My only concern at this point is that it turns out to be extremely CPU-taxing — making gaming impossible and thus defeating the whole purpose. There is one comment on this forum and I quote:

I use to have a Backpack parallel port CDROM that I used for emergencies (honestly don't remember what "emergencies" any more). It worked in DOS, but it had horrible performance because it spiked the CPU to 100% during usage. You couldn't tell your CPU usage in DOS, but when I used it in Win95, there were programs that did.

Because the parallel port is being maxed and CPU usage was high, it was unusable for playing any games, listening to music, etc. All it was good for was installing programs or copying files from a data CDROM. Just FYI.

I haven't been able to find any other reports on this issue. For all I know that guy could be using Backpack with a 386 machine or something.

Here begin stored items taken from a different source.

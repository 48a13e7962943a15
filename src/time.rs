//! Frame timing for the windowed effect.
//!
//! The compositor receives elapsed seconds each frame, and the app logs the
//! frame rate at debug level. Timestamps are passed in so the clock can be
//! driven deterministically in tests.
//!
//! ```ignore
//! let mut clock = FrameClock::new(Instant::now());
//!
//! // Once per redraw:
//! let elapsed = clock.tick(Instant::now());
//! ```

use std::time::{Duration, Instant};

/// How often the FPS estimate is refreshed.
const FPS_INTERVAL: Duration = Duration::from_millis(500);

/// Elapsed time, frame count and a periodically refreshed FPS estimate.
#[derive(Debug)]
pub struct FrameClock {
    start: Instant,
    last_frame: Instant,
    elapsed_secs: f32,
    delta_secs: f32,
    frame_count: u64,
    fps: f32,
    fps_frame_count: u64,
    fps_update_time: Instant,
    /// Set while the window is hidden.
    paused_at: Option<Instant>,
    /// Total time spent paused.
    paused_total: Duration,
}

impl FrameClock {
    pub fn new(now: Instant) -> Self {
        Self {
            start: now,
            last_frame: now,
            elapsed_secs: 0.0,
            delta_secs: 0.0,
            frame_count: 0,
            fps: 0.0,
            fps_frame_count: 0,
            fps_update_time: now,
            paused_at: None,
            paused_total: Duration::ZERO,
        }
    }

    /// Advance one frame and return the elapsed seconds, excluding paused
    /// time.
    pub fn tick(&mut self, now: Instant) -> f32 {
        if self.paused_at.is_some() {
            self.delta_secs = 0.0;
            return self.elapsed_secs;
        }

        self.delta_secs = now.saturating_duration_since(self.last_frame).as_secs_f32();
        self.last_frame = now;

        let running = now.saturating_duration_since(self.start).saturating_sub(self.paused_total);
        self.elapsed_secs = running.as_secs_f32();
        self.frame_count += 1;

        let since_fps = now.saturating_duration_since(self.fps_update_time);
        if since_fps >= FPS_INTERVAL {
            let frames = self.frame_count - self.fps_frame_count;
            self.fps = frames as f32 / since_fps.as_secs_f32();
            self.fps_frame_count = self.frame_count;
            self.fps_update_time = now;
            log::debug!("{:.1} fps", self.fps);
        }

        self.elapsed_secs
    }

    #[inline]
    pub fn elapsed(&self) -> f32 {
        self.elapsed_secs
    }

    #[inline]
    pub fn delta(&self) -> f32 {
        self.delta_secs
    }

    #[inline]
    pub fn frame(&self) -> u64 {
        self.frame_count
    }

    #[inline]
    pub fn fps(&self) -> f32 {
        self.fps
    }

    pub fn is_paused(&self) -> bool {
        self.paused_at.is_some()
    }

    /// Stop the clock, e.g. while the window is occluded.
    pub fn pause(&mut self, now: Instant) {
        if self.paused_at.is_none() {
            self.paused_at = Some(now);
        }
    }

    pub fn resume(&mut self, now: Instant) {
        if let Some(at) = self.paused_at.take() {
            self.paused_total += now.saturating_duration_since(at);
            self.last_frame = now;
        }
    }
}
//! GPU plumbing: device setup, surface negotiation and the render passes.
//!
//! [`GpuContext`] owns the wgpu instance, adapter, device and queue and is
//! shared behind an `Arc` by the flowmap and the compositor. It also tracks
//! device loss so the stages can refuse to submit into a dead device.

mod composite_gpu;
mod flowmap_gpu;
pub mod readback;
mod surface;
mod texture_gpu;

use std::sync::atomic::{AtomicBool, Ordering};
use std::sync::Arc;

use winit::window::Window;

use crate::error::GpuError;
use crate::flowmap::Precision;
use crate::textures::FilterMode;

pub use composite_gpu::CompositingStage;
pub use flowmap_gpu::FlowmapState;
pub use readback::FlowPixels;
pub use surface::{RenderSurface, SurfaceId, SurfacePair};
pub use texture_gpu::GpuTexture;

/// What the device can do with a texture format.
#[derive(Debug, Clone, Copy, PartialEq, Eq)]
pub struct FormatSupport {
    /// Usable as a render attachment and as a sampled texture.
    pub renderable: bool,
    /// Supports linear min/mag filtering.
    pub filterable: bool,
}

/// Result of negotiating the flowmap surface format.
#[derive(Debug, Clone, Copy, PartialEq, Eq)]
pub struct SurfaceSetup {
    pub precision: Precision,
    pub format: wgpu::TextureFormat,
    pub filter: FilterMode,
}

/// Pick the first renderable format in the requested precision's fallback
/// chain, and linear filtering when that format supports it.
///
/// `Rgba8Unorm` ends every chain and is renderable on every adapter, so the
/// negotiation always produces a setup. Falling back is logged, not an error.
pub fn negotiate_surface(
    requested: Precision,
    probe: impl Fn(wgpu::TextureFormat) -> FormatSupport,
) -> SurfaceSetup {
    let chosen = requested
        .fallback_chain()
        .iter()
        .map(|&precision| (precision, probe(precision.format())))
        .find(|(_, support)| support.renderable);

    let (precision, support) = match chosen {
        Some(found) => found,
        None => {
            log::warn!("no renderable flowmap format reported, forcing Rgba8Unorm");
            (Precision::Byte, probe(Precision::Byte.format()))
        }
    };

    if precision != requested {
        log::warn!(
            "{:?} flowmap surfaces not renderable, falling back to {:?}",
            requested,
            precision
        );
    }

    let filter = if support.filterable {
        FilterMode::Linear
    } else {
        log::warn!(
            "{:?} is not filterable on this adapter, using nearest filtering",
            precision.format()
        );
        FilterMode::Nearest
    };

    SurfaceSetup {
        precision,
        format: precision.format(),
        filter,
    }
}

/// Shared GPU state.
pub struct GpuContext {
    pub instance: wgpu::Instance,
    pub adapter: wgpu::Adapter,
    pub device: wgpu::Device,
    pub queue: wgpu::Queue,
    lost: Arc<AtomicBool>,
}

impl GpuContext {
    /// Context without a window, for tests and offline tools.
    pub async fn headless() -> Result<Self, GpuError> {
        let instance = create_instance();
        let adapter = instance
            .request_adapter(&wgpu::RequestAdapterOptions {
                power_preference: wgpu::PowerPreference::HighPerformance,
                compatible_surface: None,
                force_fallback_adapter: false,
            })
            .await
            .ok_or(GpuError::NoAdapter)?;

        Self::from_adapter(instance, adapter).await
    }

    /// Context plus a presentable surface for `window`.
    pub async fn for_window(
        window: Arc<Window>,
    ) -> Result<(Self, wgpu::Surface<'static>), GpuError> {
        let instance = create_instance();
        let surface = instance.create_surface(window)?;

        let adapter = instance
            .request_adapter(&wgpu::RequestAdapterOptions {
                power_preference: wgpu::PowerPreference::HighPerformance,
                compatible_surface: Some(&surface),
                force_fallback_adapter: false,
            })
            .await
            .ok_or(GpuError::NoAdapter)?;

        let ctx = Self::from_adapter(instance, adapter).await?;
        Ok((ctx, surface))
    }

    async fn from_adapter(
        instance: wgpu::Instance,
        adapter: wgpu::Adapter,
    ) -> Result<Self, GpuError> {
        let info = adapter.get_info();
        log::info!("using adapter '{}' ({:?})", info.name, info.backend);

        // Lets Rgba32Float surfaces filter linearly where the hardware can.
        let required_features = adapter.features() & wgpu::Features::FLOAT32_FILTERABLE;

        let (device, queue) = adapter
            .request_device(
                &wgpu::DeviceDescriptor {
                    label: Some("Inkflow Device"),
                    required_features,
                    required_limits: wgpu::Limits::downlevel_defaults()
                        .using_resolution(adapter.limits()),
                    memory_hints: Default::default(),
                },
                None,
            )
            .await?;

        let lost = Arc::new(AtomicBool::new(false));
        let flag = lost.clone();
        device.set_device_lost_callback(move |reason, message| {
            log::error!("GPU device lost ({:?}): {}", reason, message);
            flag.store(true, Ordering::SeqCst);
        });
        device.on_uncaptured_error(Box::new(|e: wgpu::Error| {
            log::error!("uncaptured wgpu error: {}", e);
        }));

        Ok(Self {
            instance,
            adapter,
            device,
            queue,
            lost,
        })
    }

    /// Capabilities of `format` as reported by the adapter.
    pub fn format_support(&self, format: wgpu::TextureFormat) -> FormatSupport {
        format_support_from(
            format,
            self.adapter.get_texture_format_features(format),
            self.device.features(),
        )
    }

    /// Negotiate a flowmap surface setup against this device.
    pub fn negotiate(&self, requested: Precision) -> SurfaceSetup {
        negotiate_surface(requested, |format| self.format_support(format))
    }

    /// Whether the device has been lost. Once set it never clears.
    pub fn is_lost(&self) -> bool {
        self.lost.load(Ordering::SeqCst)
    }

    /// Flag the device as lost, as the device-lost callback does.
    pub fn mark_lost(&self) {
        self.lost.store(true, Ordering::SeqCst);
    }
}

/// Reduce adapter format features to what the flowmap needs.
///
/// 32-bit float formats only filter on a device created with
/// `FLOAT32_FILTERABLE`, whatever the adapter reports.
fn format_support_from(
    format: wgpu::TextureFormat,
    features: wgpu::TextureFormatFeatures,
    device_features: wgpu::Features,
) -> FormatSupport {
    let float32 = matches!(
        format,
        wgpu::TextureFormat::R32Float
            | wgpu::TextureFormat::Rg32Float
            | wgpu::TextureFormat::Rgba32Float
    );
    FormatSupport {
        renderable: features.allowed_usages.contains(
            wgpu::TextureUsages::RENDER_ATTACHMENT | wgpu::TextureUsages::TEXTURE_BINDING,
        ),
        filterable: features
            .flags
            .contains(wgpu::TextureFormatFeatureFlags::FILTERABLE)
            && (!float32 || device_features.contains(wgpu::Features::FLOAT32_FILTERABLE)),
    }
}

fn create_instance() -> wgpu::Instance {
    wgpu::Instance::new(&wgpu::InstanceDescriptor {
        backends: wgpu::Backends::PRIMARY,
        ..Default::default()
    })
}

#[cfg(test)]
mod tests {
    use super::*;
    use wgpu::TextureFormat;

    fn probe_with(
        renderable: &'static [TextureFormat],
        filterable: &'static [TextureFormat],
    ) -> impl Fn(TextureFormat) -> FormatSupport {
        move |format| FormatSupport {
            renderable: renderable.contains(&format),
            filterable: filterable.contains(&format),
        }
    }

    const ALL: &[TextureFormat] = &[
        TextureFormat::Rgba16Float,
        TextureFormat::Rgba32Float,
        TextureFormat::Rgba8Unorm,
    ];

    #[test]
    fn test_half_preferred() {
        let setup = negotiate_surface(Precision::Half, probe_with(ALL, ALL));
        assert_eq!(setup.precision, Precision::Half);
        assert_eq!(setup.format, TextureFormat::Rgba16Float);
        assert_eq!(setup.filter, FilterMode::Linear);
    }

    #[test]
    fn test_half_falls_back_to_byte() {
        let setup = negotiate_surface(
            Precision::Half,
            probe_with(&[TextureFormat::Rgba8Unorm, TextureFormat::Rgba32Float], ALL),
        );
        // Half never falls "up" to Full
        assert_eq!(setup.precision, Precision::Byte);
        assert_eq!(setup.format, TextureFormat::Rgba8Unorm);
    }

    #[test]
    fn test_full_falls_back_through_half() {
        let setup = negotiate_surface(
            Precision::Full,
            probe_with(&[TextureFormat::Rgba16Float, TextureFormat::Rgba8Unorm], ALL),
        );
        assert_eq!(setup.precision, Precision::Half);
    }

    #[test]
    fn test_unfilterable_uses_nearest() {
        let setup = negotiate_surface(
            Precision::Full,
            probe_with(ALL, &[TextureFormat::Rgba16Float, TextureFormat::Rgba8Unorm]),
        );
        assert_eq!(setup.precision, Precision::Full);
        assert_eq!(setup.filter, FilterMode::Nearest);
    }

    fn adapter_reports(
        usages: wgpu::TextureUsages,
        flags: wgpu::TextureFormatFeatureFlags,
    ) -> wgpu::TextureFormatFeatures {
        wgpu::TextureFormatFeatures {
            allowed_usages: usages,
            flags,
        }
    }

    #[test]
    fn test_sample_only_format_is_not_renderable() {
        let support = format_support_from(
            TextureFormat::Rgba16Float,
            adapter_reports(
                wgpu::TextureUsages::TEXTURE_BINDING | wgpu::TextureUsages::COPY_DST,
                wgpu::TextureFormatFeatureFlags::FILTERABLE,
            ),
            wgpu::Features::empty(),
        );
        assert!(!support.renderable);

        // A downlevel adapter like this negotiates down to bytes
        let setup = negotiate_surface(Precision::Half, |format| {
            if format == TextureFormat::Rgba8Unorm {
                FormatSupport {
                    renderable: true,
                    filterable: true,
                }
            } else {
                support
            }
        });
        assert_eq!(setup.precision, Precision::Byte);
        assert_eq!(setup.filter, FilterMode::Linear);
    }

    #[test]
    fn test_float32_filtering_needs_device_feature() {
        let reported = || {
            adapter_reports(
                wgpu::TextureUsages::RENDER_ATTACHMENT | wgpu::TextureUsages::TEXTURE_BINDING,
                wgpu::TextureFormatFeatureFlags::FILTERABLE,
            )
        };

        let without = format_support_from(TextureFormat::Rgba32Float, reported(), wgpu::Features::empty());
        assert!(without.renderable);
        assert!(!without.filterable);

        let with = format_support_from(
            TextureFormat::Rgba32Float,
            reported(),
            wgpu::Features::FLOAT32_FILTERABLE,
        );
        assert!(with.filterable);

        let half = format_support_from(TextureFormat::Rgba16Float, reported(), wgpu::Features::empty());
        assert!(half.filterable);
    }

    #[test]
    fn test_unfilterable_report_is_respected() {
        let support = format_support_from(
            TextureFormat::Rgba16Float,
            adapter_reports(
                wgpu::TextureUsages::RENDER_ATTACHMENT | wgpu::TextureUsages::TEXTURE_BINDING,
                wgpu::TextureFormatFeatureFlags::empty(),
            ),
            wgpu::Features::all(),
        );
        assert!(support.renderable);
        assert!(!support.filterable);
    }

    #[test]
    fn test_nothing_renderable_still_yields_byte() {
        let setup = negotiate_surface(Precision::Half, probe_with(&[], &[]));
        assert_eq!(setup.precision, Precision::Byte);
        assert_eq!(setup.filter, FilterMode::Nearest);
    }
}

Also, I've been looking for this thing for a month now, and I've stumbled across a bunch of old computer shops price lists while doing so. Looks like this kind of controllers mostly started coming to Russia around the time Pentium MMX/II was on the market (or about to be released). So, motherboards already had integrated COM/LPT (already supporting high transfer rates) and didn't need multi I/O at all. Which is probably why I wasn't able to find any of these cards on the market now — simply put, nobody bought them back then and nobody knows what they are for.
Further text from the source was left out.